Narrative to Summary Compensation Table
Certain of the compensation paid to our named executive officers reflected in the Summary Compensation Table was provided pursuant to the
agreements, plans and programs which are summarized below. For a discussion of the severance pay and other benefits to be provided to our
28
Table of Contents
named
executive officers in connection with a termination of employment and/or a change in control, please see "Potential Payments Upon Termination or Change in Control" below.
Employment Agreement with David C. Brown.

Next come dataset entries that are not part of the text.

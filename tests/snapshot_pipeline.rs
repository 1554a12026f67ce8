//! ---
//! dr_section: "15-testing-qa"
//! dr_subsection: "integration-tests"
//! dr_type: "source"
//! dr_scope: "code"
//! dr_description: "Integration and validation tests for the DR decision core."
//! dr_version: "v0.0.0-prealpha"
//! dr_owner: "tbd"
//! ---
use std::fs;
use std::path::Path;

use chrono::{Duration, TimeZone, Utc};
use dr_common::DrConfig;
use dr_fencing::find_origin_cluster;
use dr_matcher::{
    applications_sharing_placement, filter_dr_subscriptions, get_app_dr_info, PlacementIndex,
};
use dr_models::{DrActionType, ResourceSnapshot};
use dr_progression::{progression_view, ProgressionInput, StepLabel};
use dr_targeting::{
    check_shared_placement, check_volume_sync_delay, validate_managed_clusters,
    validate_peer_readiness, validate_target_cluster, ErrorMessageType, SyncDelayPolicy,
    TargetValidationContext,
};

fn fixture() -> ResourceSnapshot {
    let path = Path::new(env!("CARGO_MANIFEST_DIR")).join("fixtures/busybox-sync.yaml");
    ResourceSnapshot::from_path(&path).expect("fixture loads")
}

#[test]
fn application_resolves_to_its_drpc() {
    let snapshot = fixture();
    let app = snapshot
        .application("busybox", Some("busybox"))
        .expect("application");
    let grouped = filter_dr_subscriptions(
        app,
        &snapshot.subscriptions,
        &snapshot.placement_rules,
        &DrConfig::default().scheduler.name,
    );
    let info = get_app_dr_info(&snapshot.dr_placement_controls, &grouped, &snapshot.placement_rules);
    assert_eq!(info.len(), 2);
    assert!(info.iter().all(|entry| entry.cluster_name == "east"));
    assert_eq!(info[0].subscriptions, vec!["busybox-sub".to_owned()]);
}

#[test]
fn sync_failover_to_west_is_allowed() {
    let snapshot = fixture();
    let drpc = snapshot.drpc("busybox-drpc", Some("busybox")).expect("drpc");
    let policy = snapshot.dr_policy(drpc.policy_name()).expect("policy");
    let dr_clusters = snapshot.dr_clusters_for(policy);
    let target = snapshot.managed_cluster("west").expect("west");
    let origin = find_origin_cluster(DrActionType::Failover, drpc, policy, "west").expect("origin");
    assert_eq!(origin, "east");

    let selection = validate_target_cluster(
        TargetValidationContext::new(DrActionType::Failover, target, &dr_clusters).with_origin(origin),
    );
    assert!(selection.is_eligible(), "{:?}", selection.error);
    assert!(selection.cluster.last_available_time.is_some());

    let peer = validate_peer_readiness(DrActionType::Failover, drpc).expect("available is false");
    assert_eq!(peer.kind, ErrorMessageType::PeerIsNotReadyFailover);
}

#[test]
fn relocate_gate_passes_while_one_cluster_is_up() {
    let snapshot = fixture();
    let policy = snapshot.dr_policy("sync-policy").expect("policy");
    assert!(validate_managed_clusters(DrActionType::Relocate, policy, &snapshot.managed_clusters).is_none());

    let only_east: Vec<_> = snapshot
        .managed_clusters
        .iter()
        .filter(|cluster| cluster.name() == "east")
        .cloned()
        .collect();
    let error = validate_managed_clusters(DrActionType::Relocate, policy, &only_east)
        .expect("every cluster down");
    assert_eq!(error.kind, ErrorMessageType::ManagedClustersAreDown);
}

#[test]
fn async_policy_advisories() {
    let snapshot = fixture();
    let drpc = snapshot
        .drpc("busybox-async-drpc", None)
        .expect("async drpc");
    let policy = snapshot.dr_policy(drpc.policy_name()).expect("policy");
    let dr_clusters = snapshot.dr_clusters_for(policy);
    let target = snapshot.managed_cluster("west-async").expect("target");
    let selection = validate_target_cluster(TargetValidationContext::new(
        DrActionType::Failover,
        target,
        &dr_clusters,
    ));
    let replication = selection.replication.expect("available target");

    let synced = Utc.with_ymd_and_hms(2024, 3, 1, 10, 0, 0).unwrap();
    let late = check_volume_sync_delay(
        replication,
        policy,
        drpc,
        synced + Duration::hours(1),
        SyncDelayPolicy::default(),
    )
    .expect("sync is late");
    assert_eq!(late.kind, ErrorMessageType::VolumeSyncDelay);

    let sharing = applications_sharing_placement(
        &snapshot.applications,
        &snapshot.subscriptions,
        PlacementIndex::from_rules(&snapshot.placement_rules),
        "ramen",
        drpc.namespace(),
        drpc.placement_name(),
    );
    assert_eq!(sharing.len(), 2);
    let shared = check_shared_placement(DrActionType::Failover, "busybox", drpc.placement_name(), &sharing)
        .expect("busybox-reports moves too");
    assert!(shared.message.contains("busybox-reports"));
}

#[test]
fn in_flight_failover_progress() {
    let snapshot = fixture();
    let drpc = snapshot.drpc("busybox-drpc", None).expect("drpc");
    let view = progression_view(ProgressionInput {
        action: DrActionType::Failover,
        drpc,
        is_discovered: false,
        origin_cluster: Some("east"),
    });
    assert_eq!(view.current, Some(StepLabel::Restoring));
    assert_eq!(view.completed, 2);
    assert!(view.show_cleanup_banner);
    assert_eq!(view.details.len(), 2);
}

#[test]
fn config_file_drives_validation_settings() {
    let dir = tempfile::tempdir().expect("tempdir");
    let path = dir.path().join("drctl.toml");
    fs::write(
        &path,
        "[validation]\ninclude_warnings = true\nvolume_sync_delay_factor = 5\n",
    )
    .expect("write config");
    let config = DrConfig::load(&[&path]).expect("config loads");
    assert!(config.validation.include_warnings);
    assert_eq!(config.validation.volume_sync_delay_factor, 5);
    assert_eq!(config.scheduler.name, "ramen");
}
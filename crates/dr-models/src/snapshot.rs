//! ---
//! dr_section: "02-resource-models"
//! dr_subsection: "module"
//! dr_type: "source"
//! dr_scope: "code"
//! dr_description: "Custom-resource snapshot models consumed by the decision core."
//! dr_version: "v0.0.0-prealpha"
//! dr_owner: "tbd"
//! ---
use std::fs;
use std::path::Path;

use serde::{Deserialize, Serialize};
use tracing::debug;

use crate::application::{Application, Placement, PlacementDecision, PlacementRule, Subscription};
use crate::cluster::ManagedCluster;
use crate::drpc::DrPlacementControl;
use crate::error::{ModelError, Result};
use crate::policy::{DrCluster, DrPolicy};

/// Point-in-time bundle of every resource kind the decision core reads.
#[derive(Clone, Debug, Default, Deserialize, Serialize, PartialEq)]
#[serde(rename_all = "camelCase")]
pub struct ResourceSnapshot {
    #[serde(default)]
    pub dr_policies: Vec<DrPolicy>,
    #[serde(default)]
    pub dr_clusters: Vec<DrCluster>,
    #[serde(default)]
    pub dr_placement_controls: Vec<DrPlacementControl>,
    #[serde(default)]
    pub managed_clusters: Vec<ManagedCluster>,
    #[serde(default)]
    pub applications: Vec<Application>,
    #[serde(default)]
    pub subscriptions: Vec<Subscription>,
    #[serde(default)]
    pub placement_rules: Vec<PlacementRule>,
    #[serde(default)]
    pub placements: Vec<Placement>,
    #[serde(default)]
    pub placement_decisions: Vec<PlacementDecision>,
}

impl ResourceSnapshot {
    /// Load a snapshot from a `.json`, `.yaml` or `.yml` file.
    pub fn from_path(path: &Path) -> Result<Self> {
        let contents = fs::read_to_string(path).map_err(|source| ModelError::Io {
            path: path.to_path_buf(),
            source,
        })?;
        let extension = path
            .extension()
            .and_then(|ext| ext.to_str())
            .map(str::to_ascii_lowercase);
        let snapshot = match extension.as_deref() {
            Some("json") => serde_json::from_str(&contents)?,
            Some("yaml") | Some("yml") => serde_yaml::from_str(&contents)?,
            _ => return Err(ModelError::UnsupportedFormat(path.to_path_buf())),
        };
        debug!(snapshot = %path.display(), "loaded resource snapshot");
        Ok(snapshot)
    }

    pub fn dr_policy(&self, name: &str) -> Option<&DrPolicy> {
        self.dr_policies.iter().find(|policy| policy.name() == name)
    }

    /// DRClusters referenced by the policy, in policy order.
    pub fn dr_clusters_for(&self, policy: &DrPolicy) -> Vec<DrCluster> {
        policy
            .clusters()
            .iter()
            .filter_map(|name| self.dr_clusters.iter().find(|c| c.name() == name))
            .cloned()
            .collect()
    }

    /// Find a DRPC by name, optionally restricted to a namespace.
    pub fn drpc(&self, name: &str, namespace: Option<&str>) -> Option<&DrPlacementControl> {
        self.dr_placement_controls.iter().find(|drpc| {
            drpc.name() == name && namespace.map_or(true, |ns| drpc.namespace() == ns)
        })
    }

    pub fn managed_cluster(&self, name: &str) -> Option<&ManagedCluster> {
        self.managed_clusters
            .iter()
            .find(|cluster| cluster.name() == name)
    }

    pub fn application(&self, name: &str, namespace: Option<&str>) -> Option<&Application> {
        self.applications.iter().find(|app| {
            app.name() == name && namespace.map_or(true, |ns| app.metadata.namespace() == ns)
        })
    }
}

#[cfg(test)]
mod tests {
    use super::*;

    #[test]
    fn policy_clusters_follow_policy_order() {
        let snapshot = ResourceSnapshot {
            dr_policies: vec![DrPolicy::new("p", ["west", "east"])],
            dr_clusters: vec![DrCluster::new("east", "us-e"), DrCluster::new("west", "us-w")],
            ..ResourceSnapshot::default()
        };
        let policy = snapshot.dr_policy("p").unwrap();
        let names: Vec<_> = snapshot
            .dr_clusters_for(policy)
            .iter()
            .map(|c| c.name().to_owned())
            .collect();
        assert_eq!(names, vec!["west", "east"]);
    }
}
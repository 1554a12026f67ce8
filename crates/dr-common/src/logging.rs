//! ---
//! dr_section: "01-core-functionality"
//! dr_subsection: "module"
//! dr_type: "source"
//! dr_scope: "code"
//! dr_description: "Shared primitives and utilities for the decision core."
//! dr_version: "v0.0.0-prealpha"
//! dr_owner: "tbd"
//! ---
use anyhow::Result;
use once_cell::sync::OnceCell;
use serde::{Deserialize, Serialize};
use tracing::info;
use tracing_appender::rolling::daily;
use tracing_subscriber::filter::EnvFilter;
use tracing_subscriber::fmt;
use tracing_subscriber::layer::{Layer, SubscriberExt};
use tracing_subscriber::util::SubscriberInitExt;

use crate::config::LoggingConfig;

const LOG_ENV: &str = "DR_LOG";

static FILE_GUARD: OnceCell<tracing_appender::non_blocking::WorkerGuard> = OnceCell::new();

/// Available log formats.
#[derive(Debug, Clone, Copy, Serialize, Deserialize, PartialEq, Eq, Default)]
#[serde(rename_all = "kebab-case")]
pub enum LogFormat {
    StructuredJson,
    #[default]
    Pretty,
}

/// Initialize the tracing subscriber based on configuration and environment variables.
///
/// * `DR_LOG` overrides the filter (e.g. `info`, `dr_targeting=debug`). When unset
///   `RUST_LOG` is honoured, finally falling back to the configured filter.
/// * Output goes to stderr so that command output on stdout stays machine readable.
/// * When `directory` is configured a daily rolling JSON file is written as well.
pub fn init_tracing(service_name: &str, config: &LoggingConfig) -> Result<()> {
    let filter = match std::env::var(LOG_ENV) {
        Ok(directive) => EnvFilter::try_new(directive).unwrap_or_else(|err| {
            eprintln!(
                "invalid {} directive ({}); defaulting to {}",
                LOG_ENV, err, config.filter
            );
            EnvFilter::new(&config.filter)
        }),
        Err(_) => EnvFilter::try_from_default_env()
            .unwrap_or_else(|_| EnvFilter::new(&config.filter)),
    };

    let fmt_layer = match config.format {
        LogFormat::StructuredJson => fmt::layer()
            .with_target(false)
            .with_timer(fmt::time::UtcTime::rfc_3339())
            .json()
            .with_writer(std::io::stderr)
            .boxed(),
        LogFormat::Pretty => fmt::layer()
            .with_target(true)
            .with_timer(fmt::time::UtcTime::rfc_3339())
            .with_writer(std::io::stderr)
            .boxed(),
    };

    let file_layer = match &config.directory {
        Some(directory) => {
            std::fs::create_dir_all(directory)?;
            let prefix = config
                .file_prefix
                .clone()
                .unwrap_or_else(|| service_name.to_owned());
            let appender = daily(directory, format!("{}.log", prefix));
            let (writer, guard) = tracing_appender::non_blocking(appender);
            let _ = FILE_GUARD.set(guard);
            Some(
                fmt::layer()
                    .with_target(true)
                    .with_timer(fmt::time::UtcTime::rfc_3339())
                    .json()
                    .with_writer(writer)
                    .boxed(),
            )
        }
        None => None,
    };

    tracing_subscriber::registry()
        .with(filter)
        .with(fmt_layer)
        .with(file_layer)
        .try_init()
        .ok();

    info!(service = %service_name, format = ?config.format, "tracing initialised");
    Ok(())
}
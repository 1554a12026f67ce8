//! ---
//! dr_section: "07-action-progression"
//! dr_subsection: "module"
//! dr_type: "source"
//! dr_scope: "code"
//! dr_description: "Progression string to step mapping for in-flight DR actions."
//! dr_version: "v0.0.0-prealpha"
//! dr_owner: "tbd"
//! ---
//! Maps the controller's free-form progression onto a few stable steps.
//!
//! The progression is an open string; unknown values fall back to the first
//! step of the flow instead of failing.

pub mod flows;
pub mod steps;
pub mod tracker;
pub mod view;

pub use flows::{
    select_flow, Flow, FlowEntry, StepLabel, DISCOVERED_RELOCATE_FLOW, FAILOVER_FLOW,
    RELOCATE_FLOW,
};
pub use steps::{
    current_index, derive_steps, is_completed, ProgressionStep, StepStatus, PROGRESSION_COMPLETED,
};
pub use tracker::ProgressionTracker;
pub use view::{progression_view, ProgressionInput, ProgressionView};
//! ---
//! dr_section: "02-resource-models"
//! dr_subsection: "module"
//! dr_type: "source"
//! dr_scope: "code"
//! dr_description: "Custom-resource snapshot models consumed by the decision core."
//! dr_version: "v0.0.0-prealpha"
//! dr_owner: "tbd"
//! ---
use std::path::PathBuf;

use thiserror::Error;

pub type Result<T> = std::result::Result<T, ModelError>;

#[derive(Debug, Error)]
pub enum ModelError {
    #[error("unable to read snapshot {path}: {source}")]
    Io {
        path: PathBuf,
        #[source]
        source: std::io::Error,
    },
    #[error("json deserialization error: {0}")]
    Json(#[from] serde_json::Error),
    #[error("yaml deserialization error: {0}")]
    Yaml(#[from] serde_yaml::Error),
    #[error("unsupported snapshot format for {0}; expected .json, .yaml or .yml")]
    UnsupportedFormat(PathBuf),
    #[error("unknown DR action: {0}")]
    UnknownAction(String),
}
//! ---
//! dr_section: "02-resource-models"
//! dr_subsection: "module"
//! dr_type: "source"
//! dr_scope: "code"
//! dr_description: "Custom-resource snapshot models consumed by the decision core."
//! dr_version: "v0.0.0-prealpha"
//! dr_owner: "tbd"
//! ---
use std::fs;

use dr_models::{DrActionType, FencingPhase, ModelError, ResourceSnapshot};
use tempfile::tempdir;

const SNAPSHOT_YAML: &str = r#"
drPolicies:
  - metadata: { name: sync-policy }
    spec:
      drClusters: [east, west]
      schedulingInterval: ""
drClusters:
  - metadata: { name: east }
    spec: { region: us-e }
    status: { phase: Fenced }
  - metadata: { name: west }
    spec: { region: us-e }
    status: { phase: Unfenced }
drPlacementControls:
  - metadata: { name: busybox-drpc, namespace: busybox }
    spec:
      drPolicyRef: { name: sync-policy }
      placementRef: { kind: PlacementRule, name: busybox-placement }
      preferredCluster: east
      action: Failover
managedClusters:
  - metadata: { name: west }
    status:
      conditions:
        - type: ManagedClusterConditionAvailable
          status: "True"
          lastTransitionTime: "2024-03-01T10:00:00Z"
"#;

#[test]
fn loads_yaml_snapshot() {
    let dir = tempdir().expect("temp dir");
    let path = dir.path().join("snapshot.yaml");
    fs::write(&path, SNAPSHOT_YAML).expect("write snapshot");

    let snapshot = ResourceSnapshot::from_path(&path).expect("snapshot loads");
    let policy = snapshot.dr_policy("sync-policy").expect("policy present");
    assert!(policy.is_valid());
    let clusters = snapshot.dr_clusters_for(policy);
    assert_eq!(clusters.len(), 2);
    assert_eq!(clusters[0].phase(), FencingPhase::Fenced);

    let drpc = snapshot
        .drpc("busybox-drpc", Some("busybox"))
        .expect("drpc present");
    assert_eq!(drpc.spec.action, Some(DrActionType::Failover));
    assert!(snapshot.drpc("busybox-drpc", Some("other")).is_none());

    let west = snapshot.managed_cluster("west").expect("managed cluster");
    assert!(west.is_available());
    assert!(west.last_available_time().is_some());
}

#[test]
fn loads_json_snapshot() {
    let dir = tempdir().expect("temp dir");
    let path = dir.path().join("snapshot.json");
    fs::write(
        &path,
        r#"{"managedClusters":[{"metadata":{"name":"east"}}],"drPolicies":[]}"#,
    )
    .expect("write snapshot");
    let snapshot = ResourceSnapshot::from_path(&path).expect("snapshot loads");
    assert_eq!(snapshot.managed_clusters.len(), 1);
    assert!(!snapshot.managed_clusters[0].is_available());
}

#[test]
fn rejects_unknown_extension() {
    let dir = tempdir().expect("temp dir");
    let path = dir.path().join("snapshot.txt");
    fs::write(&path, "{}").expect("write snapshot");
    let err = ResourceSnapshot::from_path(&path).expect_err("unsupported format");
    assert!(matches!(err, ModelError::UnsupportedFormat(_)));
}

#[test]
fn reports_missing_file() {
    let dir = tempdir().expect("temp dir");
    let err = ResourceSnapshot::from_path(&dir.path().join("absent.yaml"))
        .expect_err("missing file");
    assert!(matches!(err, ModelError::Io { .. }));
}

We entered into an employment agreement with Mr. Brown, dated March 20, 2017, which
took
effect as of February 12, 2018, in connection with the IPO, and which superseded Mr. Brown's prior employment agreement with us, dated August 5, 2014 (the terms of which were
substantially similar to those of the current employment agreement, except with respect to term, annual incentive award mechanics, and certain severance mechanics). Pursuant to the employment
agreement, which has an indefinite term, Mr. Brown serves as the Chief Executive Officer of VCM and as a director on our board of directors (of which he is currently the Chairman), and is
entitled to an annual base salary of $600,000, an annual bonus of $600,000 which is payable quarterly, and a target annual incentive award, which award is to be determined by our board of directors
and Compensation Committee each year during the term and be payable partly in cash and partly in fully-vested (unless otherwise stated in the equity grant agreement) equity based on achievement of
specified performance criteria (as discussed under "Annual Incentive Compensation" below). In addition, Mr. Brown's employment agreement provides for certain severance
entitlements, which are discussed under "Potential Payments Upon Termination or Change in Control" below.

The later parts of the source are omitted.